1. A means for inputting a continuous voice, a means for separating and extracting a basic voice pattern at a word or phrase level from the input voice, and determining whether the extracted basic voice pattern is the first appearance. And a means for registering by adding an identification code when the basic voice pattern is the first appearance in the determination, the input using the registered identification code and the extracted basic voice pattern. A voice synthesizing data creation device comprising: means for generating an identification code string of a basic voice pattern corresponding to a voice.

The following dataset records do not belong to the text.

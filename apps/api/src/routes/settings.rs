//! Options surface: the only writer of provider settings.

use std::collections::BTreeMap;

use axum::{extract::State, Json};
use serde::Deserialize;
use tracing::info;

use crate::errors::AppError;
use crate::models::generation::Provider;
use crate::settings::ProviderSettings;
use crate::state::AppState;

/// Partial update. Omitted fields keep their stored value; a blank key or
/// model removes that provider's entry.
#[derive(Debug, Deserialize)]
#[serde(rename_all = "camelCase")]
pub struct SettingsUpdate {
    pub active_provider: Option<Provider>,
    #[serde(default)]
    pub api_key_by_provider: BTreeMap<Provider, String>,
    #[serde(default)]
    pub model_by_provider: BTreeMap<Provider, String>,
}

fn merge(target: &mut BTreeMap<Provider, String>, changes: BTreeMap<Provider, String>) {
    for (provider, value) in changes {
        let value = value.trim();
        if value.is_empty() {
            target.remove(&provider);
        } else {
            target.insert(provider, value.to_string());
        }
    }
}

/// GET /api/v1/settings
///
/// API keys are masked.
pub async fn handle_get_settings(
    State(state): State<AppState>,
) -> Result<Json<ProviderSettings>, AppError> {
    let settings = ProviderSettings::load(state.settings.as_ref()).await?;
    Ok(Json(settings.masked()))
}

/// PUT /api/v1/settings
pub async fn handle_put_settings(
    State(state): State<AppState>,
    Json(update): Json<SettingsUpdate>,
) -> Result<Json<ProviderSettings>, AppError> {
    let mut settings = ProviderSettings::load(state.settings.as_ref()).await?;

    if let Some(provider) = update.active_provider {
        settings.active_provider = provider;
    }
    merge(&mut settings.api_key_by_provider, update.api_key_by_provider);
    merge(&mut settings.model_by_provider, update.model_by_provider);

    settings.save(state.settings.as_ref()).await?;
    info!("Settings updated (active provider: {})", settings.active_provider);

    Ok(Json(settings.masked()))
}
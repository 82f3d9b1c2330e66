// Proposal generation: specialization classifier, prompt assembly and the
// orchestrator that routes one attempt to the active provider.
// All provider HTTP calls go through llm_client.

pub mod classifier;
pub mod orchestrator;
pub mod prompt_builder;
pub mod prompts;
use std::collections::BTreeMap;

use serde::de::DeserializeOwned;
use serde::{Deserialize, Serialize};
use serde_json::Value;

use crate::models::generation::Provider;
use crate::settings::store::{SettingsError, SettingsStore};

pub const ACTIVE_PROVIDER_KEY: &str = "activeProvider";
pub const API_KEYS_KEY: &str = "apiKeyByProvider";
pub const MODELS_KEY: &str = "modelByProvider";

/// Provider choice, credentials and model names as persisted by the options surface.
#[derive(Debug, Clone, PartialEq, Serialize, Deserialize)]
#[serde(rename_all = "camelCase")]
pub struct ProviderSettings {
    pub active_provider: Provider,
    #[serde(default)]
    pub api_key_by_provider: BTreeMap<Provider, String>,
    #[serde(default)]
    pub model_by_provider: BTreeMap<Provider, String>,
}

impl Default for ProviderSettings {
    fn default() -> Self {
        Self {
            active_provider: Provider::Gemini,
            api_key_by_provider: BTreeMap::new(),
            model_by_provider: BTreeMap::new(),
        }
    }
}

impl ProviderSettings {
    /// Reads the three settings keys in one store read. Missing keys fall
    /// back to defaults.
    pub async fn load(store: &dyn SettingsStore) -> Result<Self, SettingsError> {
        let mut values = store
            .get_many(&[ACTIVE_PROVIDER_KEY, API_KEYS_KEY, MODELS_KEY])
            .await?
            .into_iter();
        let mut next = || values.next().flatten();

        let active_provider = decode(ACTIVE_PROVIDER_KEY, next())?;
        let api_key_by_provider = decode(API_KEYS_KEY, next())?;
        let model_by_provider = decode(MODELS_KEY, next())?;
        Ok(Self {
            active_provider: active_provider.unwrap_or(Self::default().active_provider),
            api_key_by_provider: api_key_by_provider.unwrap_or_default(),
            model_by_provider: model_by_provider.unwrap_or_default(),
        })
    }

    /// Writes all three keys in one store operation.
    pub async fn save(&self, store: &dyn SettingsStore) -> Result<(), SettingsError> {
        store
            .set_many(vec![
                (ACTIVE_PROVIDER_KEY, serde_json::to_value(self.active_provider)?),
                (API_KEYS_KEY, serde_json::to_value(&self.api_key_by_provider)?),
                (MODELS_KEY, serde_json::to_value(&self.model_by_provider)?),
            ])
            .await
    }

    /// Credential for `provider`, if one is set and not blank.
    pub fn api_key(&self, provider: Provider) -> Option<&str> {
        self.api_key_by_provider
            .get(&provider)
            .map(|k| k.trim())
            .filter(|k| !k.is_empty())
    }

    pub fn model(&self, provider: Provider) -> &str {
        self.model_by_provider
            .get(&provider)
            .map(|m| m.trim())
            .filter(|m| !m.is_empty())
            .unwrap_or_else(|| provider.default_model())
    }

    /// Copy safe to show in a UI: keys reduced to their last four characters.
    pub fn masked(&self) -> Self {
        let api_key_by_provider = self
            .api_key_by_provider
            .iter()
            .map(|(provider, key)| (*provider, mask_secret(key)))
            .collect();
        Self {
            api_key_by_provider,
            ..self.clone()
        }
    }
}

fn decode<T: DeserializeOwned>(key: &str, value: Option<Value>) -> Result<Option<T>, SettingsError> {
    match value {
        None | Some(Value::Null) => Ok(None),
        Some(value) => serde_json::from_value(value)
            .map(Some)
            .map_err(|e| SettingsError::Invalid {
                key: key.to_string(),
                reason: e.to_string(),
            }),
    }
}

fn mask_secret(secret: &str) -> String {
    let chars: Vec<char> = secret.trim().chars().collect();
    if chars.len() <= 4 {
        return "****".to_string();
    }
    let tail: String = chars[chars.len() - 4..].iter().collect();
    format!("****{tail}")
}

#[cfg(test)]
mod tests {
    use super::*;
    use std::sync::atomic::{AtomicUsize, Ordering};

    use crate::settings::store::InMemorySettingsStore;
    use serde_json::json;

    #[tokio::test]
    async fn test_empty_store_loads_defaults() {
        let store = InMemorySettingsStore::new();
        let settings = ProviderSettings::load(&store).await.unwrap();
        assert_eq!(settings, ProviderSettings::default());
        assert!(settings.api_key(Provider::Gemini).is_none());
        assert_eq!(settings.model(Provider::Gemini), "gemini-2.0-flash");
    }

    #[tokio::test]
    async fn test_load_reads_schema_keys() {
        let store = InMemorySettingsStore::new();
        store.set_many(vec![(ACTIVE_PROVIDER_KEY, json!("openai"))]).await.unwrap();
        store
            .set_many(vec![(API_KEYS_KEY, json!({"openai": "sk-abc", "gemini": "  "}))])
            .await
            .unwrap();
        store.set_many(vec![(MODELS_KEY, json!({"openai": "gpt-4o"}))]).await.unwrap();

        let settings = ProviderSettings::load(&store).await.unwrap();
        assert_eq!(settings.active_provider, Provider::OpenAi);
        assert_eq!(settings.api_key(Provider::OpenAi), Some("sk-abc"));
        assert!(settings.api_key(Provider::Gemini).is_none(), "blank key is no key");
        assert_eq!(settings.model(Provider::OpenAi), "gpt-4o");
    }

    #[tokio::test]
    async fn test_unknown_provider_is_invalid() {
        let store = InMemorySettingsStore::new();
        store.set_many(vec![(ACTIVE_PROVIDER_KEY, json!("claude"))]).await.unwrap();
        let err = ProviderSettings::load(&store).await.unwrap_err();
        assert!(matches!(err, SettingsError::Invalid { .. }));
    }

    #[tokio::test]
    async fn test_save_then_load() {
        let store = InMemorySettingsStore::new();
        let mut settings = ProviderSettings::default();
        settings.active_provider = Provider::OpenAi;
        settings
            .api_key_by_provider
            .insert(Provider::OpenAi, "sk-123456".to_string());
        settings.save(&store).await.unwrap();
        assert_eq!(ProviderSettings::load(&store).await.unwrap(), settings);
    }

    /// Counts store round-trips so a save or load can be checked to be one operation.
    #[derive(Default)]
    struct CountingStore {
        inner: InMemorySettingsStore,
        reads: AtomicUsize,
        writes: AtomicUsize,
    }

    #[async_trait::async_trait]
    impl SettingsStore for CountingStore {
        async fn get_many(&self, keys: &[&str]) -> Result<Vec<Option<Value>>, SettingsError> {
            self.reads.fetch_add(1, Ordering::SeqCst);
            self.inner.get_many(keys).await
        }

        async fn set_many(&self, entries: Vec<(&str, Value)>) -> Result<(), SettingsError> {
            self.writes.fetch_add(1, Ordering::SeqCst);
            self.inner.set_many(entries).await
        }
    }

    #[tokio::test]
    async fn test_save_and_load_are_single_store_operations() {
        let store = CountingStore::default();
        let mut settings = ProviderSettings::default();
        settings.active_provider = Provider::OpenAi;
        settings
            .api_key_by_provider
            .insert(Provider::OpenAi, "sk-123456".to_string());
        settings
            .model_by_provider
            .insert(Provider::OpenAi, "gpt-4o".to_string());

        settings.save(&store).await.unwrap();
        assert_eq!(store.writes.load(Ordering::SeqCst), 1);

        assert_eq!(ProviderSettings::load(&store).await.unwrap(), settings);
        assert_eq!(store.reads.load(Ordering::SeqCst), 1);
    }

    #[test]
    fn test_masked_hides_keys() {
        let mut settings = ProviderSettings::default();
        settings
            .api_key_by_provider
            .insert(Provider::Gemini, "AIzaSyExample1234".to_string());
        settings
            .api_key_by_provider
            .insert(Provider::OpenAi, "abc".to_string());
        let masked = settings.masked();
        assert_eq!(masked.api_key_by_provider[&Provider::Gemini], "****1234");
        assert_eq!(masked.api_key_by_provider[&Provider::OpenAi], "****");
    }
}
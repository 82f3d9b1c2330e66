pub mod bid;
pub mod generation;
pub mod job;
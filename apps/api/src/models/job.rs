use serde::{Deserialize, Serialize};

use crate::models::generation::{ErrorKind, PipelineError};

/// Budget shown on the project page, with the range parsed out of the free text.
#[derive(Debug, Clone, Default, PartialEq, Serialize, Deserialize)]
#[serde(rename_all = "camelCase")]
pub struct ProjectBudget {
    pub text: Option<String>,
    pub min: Option<f64>,
    pub max: Option<f64>,
}

/// Everything the page context could read about one job posting.
///
/// Built fresh per extraction and never mutated afterwards. Crosses context
/// boundaries by value.
#[derive(Debug, Clone, Default, PartialEq, Serialize, Deserialize)]
#[serde(rename_all = "camelCase")]
pub struct JobDetails {
    pub description: Option<String>,
    #[serde(default)]
    pub project_budget: ProjectBudget,
    pub bid_amount: Option<f64>,
    #[serde(rename = "deliveryTime")]
    pub delivery_time_days: Option<u32>,
}

impl JobDetails {
    /// Returns the description, or `ExtractionFailed` when the page yielded none.
    pub fn require_description(&self) -> Result<&str, PipelineError> {
        self.description
            .as_deref()
            .map(str::trim)
            .filter(|d| !d.is_empty())
            .ok_or_else(|| {
                PipelineError::new(
                    ErrorKind::ExtractionFailed,
                    "Could not find a job description on this page",
                )
            })
    }
}

/// A job whose description is known to be present.
///
/// The only input the prompt builders accept, so a record without a
/// description can never reach generation.
#[derive(Debug, Clone, Copy)]
pub struct ProposalContext<'a> {
    pub description: &'a str,
    pub job: &'a JobDetails,
}

impl<'a> ProposalContext<'a> {
    pub fn from_job(job: &'a JobDetails) -> Result<Self, PipelineError> {
        let description = job.require_description()?;
        Ok(Self { description, job })
    }
}
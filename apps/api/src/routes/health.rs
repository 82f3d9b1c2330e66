use axum::{extract::State, Json};
use serde_json::{json, Value};

use crate::state::AppState;

/// GET /health
pub async fn health_handler(State(state): State<AppState>) -> Json<Value> {
    Json(json!({
        "status": "ok",
        "service": env!("CARGO_PKG_NAME"),
        "version": env!("CARGO_PKG_VERSION"),
        "openTabs": state.tabs.open_count().await,
    }))
}
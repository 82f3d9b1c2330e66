// Cross-context messaging: the page-injected, background and UI contexts and
// the transport that connects them.

pub mod background;
pub mod page_context;
pub mod protocol;
pub mod tabs;
pub mod transport;
pub mod ui;

#[cfg(test)]
pub(crate) mod fixtures;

2. The input voice is provided with a pause period for each word, phrase, between sentences, and between a series of input voices, and the basic voice pattern is separated by using the pause period as a clue. The data synthesizing apparatus for voice synthesis according to claim 1, wherein

3. The length of the pause period for each word or phrase, the pause period between the sentences, and the pause period between the series of input voices are different from each other, and from the length of the pause period, 3. The voice synthesizing data creating apparatus according to claim 2, further comprising means for adding a code for distinguishing each series of input voices and storing the identification code sequence in the reproduction table for each series of input voices. .

4. The means for determining whether the first appearance is
The means for determining whether or not the separated and extracted basic voice pattern matches the basic voice pattern registered in the database by pattern matching. A voice synthesizing data creation device described in.